Provided records:
╔══

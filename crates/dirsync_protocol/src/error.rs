//! Error types for the protocol crate.

use dirsync_codec::CodecError;
use thiserror::Error;

/// Result type for protocol operations.
pub type ProtocolResult<T> = Result<T, ProtocolError>;

/// Errors raised while encoding, decoding or framing protocol data.
#[derive(Error, Debug, Clone, PartialEq, Eq)]
pub enum ProtocolError {
    /// A field could not be decoded from the buffer.
    #[error("codec error: {0}")]
    Codec(#[from] CodecError),

    /// The two-character type code is not in the message table.
    #[error("unknown message type: {code:?}")]
    UnknownMessageType {
        /// The code as received.
        code: String,
    },

    /// Two message types claim the same code.
    #[error("duplicate message code: {code:?}")]
    DuplicateCode {
        /// The contested code.
        code: String,
    },

    /// The frame header or body is malformed.
    #[error("invalid frame: {message}")]
    InvalidFrame {
        /// Description of the problem.
        message: String,
    },

    /// The frame header announces more bytes than the session accepts.
    #[error("frame of {length} bytes exceeds limit of {max} bytes")]
    FrameTooLarge {
        /// Announced length.
        length: usize,
        /// Configured limit.
        max: usize,
    },

    /// A text line (file list or operation log) is malformed.
    #[error("invalid line: {message}")]
    InvalidLine {
        /// Description of the problem.
        message: String,
    },

    /// A timestamp does not match `yyyy-MM-dd HH:mm:ss`.
    #[error("invalid timestamp: {value:?}")]
    InvalidTimestamp {
        /// The offending text.
        value: String,
    },
}

impl ProtocolError {
    /// Create an invalid frame error.
    pub fn invalid_frame(message: impl Into<String>) -> Self {
        Self::InvalidFrame {
            message: message.into(),
        }
    }

    /// Create an invalid line error.
    pub fn invalid_line(message: impl Into<String>) -> Self {
        Self::InvalidLine {
            message: message.into(),
        }
    }
}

╚══

Work order: Go through the records line by line and count those containing the string "types". Give only the total.

Answer to this problem: 2